Your answer must be an exact copy of the records below.
*** EXTRACTED INFORMATION
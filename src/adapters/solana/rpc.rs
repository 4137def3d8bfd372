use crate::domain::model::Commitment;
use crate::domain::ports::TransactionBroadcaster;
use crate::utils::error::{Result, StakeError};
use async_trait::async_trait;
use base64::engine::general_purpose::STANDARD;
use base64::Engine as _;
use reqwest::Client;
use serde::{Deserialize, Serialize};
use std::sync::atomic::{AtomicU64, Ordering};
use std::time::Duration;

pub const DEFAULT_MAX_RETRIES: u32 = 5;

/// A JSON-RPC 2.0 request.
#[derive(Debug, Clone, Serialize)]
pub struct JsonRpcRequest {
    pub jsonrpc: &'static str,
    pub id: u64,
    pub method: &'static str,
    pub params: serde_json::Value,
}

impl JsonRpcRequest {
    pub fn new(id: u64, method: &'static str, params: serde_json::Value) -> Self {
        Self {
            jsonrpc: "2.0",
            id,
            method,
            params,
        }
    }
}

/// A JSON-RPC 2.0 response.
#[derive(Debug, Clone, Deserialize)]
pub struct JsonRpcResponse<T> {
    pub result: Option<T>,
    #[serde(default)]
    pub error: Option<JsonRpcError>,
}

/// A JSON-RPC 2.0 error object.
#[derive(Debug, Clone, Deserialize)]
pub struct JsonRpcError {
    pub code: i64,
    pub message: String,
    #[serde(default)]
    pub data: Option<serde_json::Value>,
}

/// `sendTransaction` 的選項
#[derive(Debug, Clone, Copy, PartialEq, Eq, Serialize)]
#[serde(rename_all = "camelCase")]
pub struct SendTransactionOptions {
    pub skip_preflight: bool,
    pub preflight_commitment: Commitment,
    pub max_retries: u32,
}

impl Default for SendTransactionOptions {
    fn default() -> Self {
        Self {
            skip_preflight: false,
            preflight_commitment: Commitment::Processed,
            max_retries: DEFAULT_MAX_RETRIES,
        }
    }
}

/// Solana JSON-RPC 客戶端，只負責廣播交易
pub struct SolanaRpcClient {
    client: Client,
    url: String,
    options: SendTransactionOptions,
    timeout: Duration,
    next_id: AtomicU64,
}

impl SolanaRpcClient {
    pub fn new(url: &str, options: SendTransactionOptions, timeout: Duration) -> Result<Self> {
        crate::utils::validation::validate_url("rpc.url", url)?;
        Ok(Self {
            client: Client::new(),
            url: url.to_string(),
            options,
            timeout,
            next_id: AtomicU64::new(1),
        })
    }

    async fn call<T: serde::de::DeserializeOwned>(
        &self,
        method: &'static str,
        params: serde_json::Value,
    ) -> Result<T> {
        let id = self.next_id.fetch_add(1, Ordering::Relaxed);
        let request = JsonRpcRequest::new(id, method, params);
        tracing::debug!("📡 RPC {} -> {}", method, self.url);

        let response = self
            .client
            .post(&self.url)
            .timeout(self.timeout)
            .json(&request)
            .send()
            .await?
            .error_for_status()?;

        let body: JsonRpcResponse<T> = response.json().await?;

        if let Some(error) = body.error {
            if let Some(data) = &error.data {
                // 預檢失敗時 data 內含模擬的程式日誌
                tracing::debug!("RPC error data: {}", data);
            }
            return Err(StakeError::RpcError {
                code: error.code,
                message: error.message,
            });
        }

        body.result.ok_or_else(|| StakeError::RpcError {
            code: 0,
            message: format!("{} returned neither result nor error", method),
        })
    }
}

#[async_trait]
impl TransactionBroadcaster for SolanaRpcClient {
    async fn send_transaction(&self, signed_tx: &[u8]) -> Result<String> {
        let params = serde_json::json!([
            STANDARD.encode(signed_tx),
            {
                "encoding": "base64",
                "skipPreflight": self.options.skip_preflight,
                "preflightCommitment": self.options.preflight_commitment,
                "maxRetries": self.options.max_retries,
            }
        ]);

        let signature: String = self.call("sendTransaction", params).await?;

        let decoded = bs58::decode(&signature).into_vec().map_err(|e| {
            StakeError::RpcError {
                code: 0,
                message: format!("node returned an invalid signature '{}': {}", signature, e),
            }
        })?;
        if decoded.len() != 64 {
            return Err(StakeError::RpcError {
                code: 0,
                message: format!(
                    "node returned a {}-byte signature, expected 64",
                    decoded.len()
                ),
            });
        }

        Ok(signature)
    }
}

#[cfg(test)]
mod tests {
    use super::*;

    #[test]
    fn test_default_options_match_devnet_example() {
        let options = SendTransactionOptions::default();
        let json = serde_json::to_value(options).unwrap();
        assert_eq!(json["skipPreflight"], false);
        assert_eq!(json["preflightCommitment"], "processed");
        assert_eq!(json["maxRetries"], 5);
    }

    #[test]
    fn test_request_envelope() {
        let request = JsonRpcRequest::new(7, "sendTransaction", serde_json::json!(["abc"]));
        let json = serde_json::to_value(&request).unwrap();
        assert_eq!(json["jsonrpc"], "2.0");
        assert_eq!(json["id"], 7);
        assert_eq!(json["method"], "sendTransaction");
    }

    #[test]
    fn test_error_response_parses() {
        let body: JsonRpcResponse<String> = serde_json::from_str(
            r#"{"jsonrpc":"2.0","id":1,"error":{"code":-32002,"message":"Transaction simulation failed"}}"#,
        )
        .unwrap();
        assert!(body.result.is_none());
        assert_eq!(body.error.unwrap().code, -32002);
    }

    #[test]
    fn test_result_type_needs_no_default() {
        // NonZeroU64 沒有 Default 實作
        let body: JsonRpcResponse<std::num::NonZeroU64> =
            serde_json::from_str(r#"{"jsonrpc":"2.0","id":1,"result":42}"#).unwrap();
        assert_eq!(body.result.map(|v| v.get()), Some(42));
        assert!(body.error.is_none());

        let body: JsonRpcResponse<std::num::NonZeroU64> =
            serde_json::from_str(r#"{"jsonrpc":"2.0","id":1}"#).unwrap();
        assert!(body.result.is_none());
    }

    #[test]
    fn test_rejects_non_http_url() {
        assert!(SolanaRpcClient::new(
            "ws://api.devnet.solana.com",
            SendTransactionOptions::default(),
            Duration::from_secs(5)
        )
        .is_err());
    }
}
******
- **WRITTEN ANSWER**:
filename src/adapters/solana/rpc.rs
repository 4137def3d8bfd372
use crate::domain::model::Commitment;
use crate::domain::ports::TransactionBroadcaster;
use crate::utils::error::{Result, StakeError};
use async_trait::async_trait;
use base64::engine::general_purpose::STANDARD;
use base64::Engine as _;
use reqwest::Client;
use serde::{Deserialize, Serialize};
use std::sync::atomic::{AtomicU64, Ordering};
use std::time::Duration;

pub const DEFAULT_MAX_RETRIES: u32 = 5;

/// A JSON-RPC 2.0 request.
#[derive(Debug, Clone, Serialize)]
pub struct JsonRpcRequest {
    pub jsonrpc: &'static str,
    pub id: u64,
    pub method: &'static str,
    pub params: serde_json::Value,
}

impl JsonRpcRequest {
    pub fn new(id: u64, method: &'static str, params: serde_json::Value) -> Self {
        Self {
            jsonrpc: "2.0",
            id,
            method,
            params,
        }
    }
}

/// A JSON-RPC 2.0 response.
#[derive(Debug, Clone, Deserialize)]
pub struct JsonRpcResponse<T> {
    pub result: Option<T>,
    #[serde(default)]
    pub error: Option<JsonRpcError>,
}

/// A JSON-RPC 2.0 error object.
#[derive(Debug, Clone, Deserialize)]
pub struct JsonRpcError {
    pub code: i64,
    pub message: String,
    #[serde(default)]
    pub data: Option<serde_json::Value>,
}

/// `sendTransaction` 的選項
#[derive(Debug, Clone, Copy, PartialEq, Eq, Serialize)]
#[serde(rename_all = "camelCase")]
pub struct SendTransactionOptions {
    pub skip_preflight: bool,
    pub preflight_commitment: Commitment,
    pub max_retries: u32,
}

impl Default for SendTransactionOptions {
    fn default() -> Self {
        Self {
            skip_preflight: false,
            preflight_commitment: Commitment::Processed,
            max_retries: DEFAULT_MAX_RETRIES,
        }
    }
}

/// Solana JSON-RPC 客戶端，只負責廣播交易
pub struct SolanaRpcClient {
    client: Client,
    url: String,
    options: SendTransactionOptions,
    timeout: Duration,
    next_id: AtomicU64,
}

impl SolanaRpcClient {
    pub fn new(url: &str, options: SendTransactionOptions, timeout: Duration) -> Result<Self> {
        crate::utils::validation::validate_url("rpc.url", url)?;
        Ok(Self {
            client: Client::new(),
            url: url.to_string(),
            options,
            timeout,
            next_id: AtomicU64::new(1),
        })
    }

    async fn call<T: serde::de::DeserializeOwned>(
        &self,
        method: &'static str,
        params: serde_json::Value,
    ) -> Result<T> {
        let id = self.next_id.fetch_add(1, Ordering::Relaxed);
        let request = JsonRpcRequest::new(id, method, params);
        tracing::debug!("📡 RPC {} -> {}", method, self.url);

        let response = self
            .client
            .post(&self.url)
            .timeout(self.timeout)
            .json(&request)
            .send()
            .await?
            .error_for_status()?;

        let body: JsonRpcResponse<T> = response.json().await?;

        if let Some(error) = body.error {
            if let Some(data) = &error.data {
                // 預檢失敗時 data 內含模擬的程式日誌
                tracing::debug!("RPC error data: {}", data);
            }
            return Err(StakeError::RpcError {
                code: error.code,
                message: error.message,
            });
        }

        body.result.ok_or_else(|| StakeError::RpcError {
            code: 0,
            message: format!("{} returned neither result nor error", method),
        })
    }
}

#[async_trait]
impl TransactionBroadcaster for SolanaRpcClient {
    async fn send_transaction(&self, signed_tx: &[u8]) -> Result<String> {
        let params = serde_json::json!([
            STANDARD.encode(signed_tx),
            {
                "encoding": "base64",
                "skipPreflight": self.options.skip_preflight,
                "preflightCommitment": self.options.preflight_commitment,
                "maxRetries": self.options.max_retries,
            }
        ]);

        let signature: String = self.call("sendTransaction", params).await?;

        let decoded = bs58::decode(&signature).into_vec().map_err(|e| {
            StakeError::RpcError {
                code: 0,
                message: format!("node returned an invalid signature '{}': {}", signature, e),
            }
        })?;
        if decoded.len() != 64 {
            return Err(StakeError::RpcError {
                code: 0,
                message: format!(
                    "node returned a {}-byte signature, expected 64",
                    decoded.len()
                ),
            });
        }

        Ok(signature)
    }
}

#[cfg(test)]
mod tests {
    use super::*;

    #[test]
    fn test_default_options_match_devnet_example() {
        let options = SendTransactionOptions::default();
        let json = serde_json::to_value(options).unwrap();
        assert_eq!(json["skipPreflight"], false);
        assert_eq!(json["preflightCommitment"], "processed");
        assert_eq!(json["maxRetries"], 5);
    }

    #[test]
    fn test_request_envelope() {
        let request = JsonRpcRequest::new(7, "sendTransaction", serde_json::json!(["abc"]));
        let json = serde_json::to_value(&request).unwrap();
        assert_eq!(json["jsonrpc"], "2.0");
        assert_eq!(json["id"], 7);
        assert_eq!(json["method"], "sendTransaction");
    }

    #[test]
    fn test_error_response_parses() {
        let body: JsonRpcResponse<String> = serde_json::from_str(
            r#"{"jsonrpc":"2.0","id":1,"error":{"code":-32002,"message":"Transaction simulation failed"}}"#,
        )
        .unwrap();
        assert!(body.result.is_none());
        assert_eq!(body.error.unwrap().code, -32002);
    }

    #[test]
    fn test_result_type_needs_no_default() {
        // NonZeroU64 沒有 Default 實作
        let body: JsonRpcResponse<std::num::NonZeroU64> =
            serde_json::from_str(r#"{"jsonrpc":"2.0","id":1,"result":42}"#).unwrap();
        assert_eq!(body.result.map(|v| v.get()), Some(42));
        assert!(body.error.is_none());

        let body: JsonRpcResponse<std::num::NonZeroU64> =
            serde_json::from_str(r#"{"jsonrpc":"2.0","id":1}"#).unwrap();
        assert!(body.result.is_none());
    }

    #[test]
    fn test_rejects_non_http_url() {
        assert!(SolanaRpcClient::new(
            "ws://api.devnet.solana.com",
            SendTransactionOptions::default(),
            Duration::from_secs(5)
        )
        .is_err());
    }
}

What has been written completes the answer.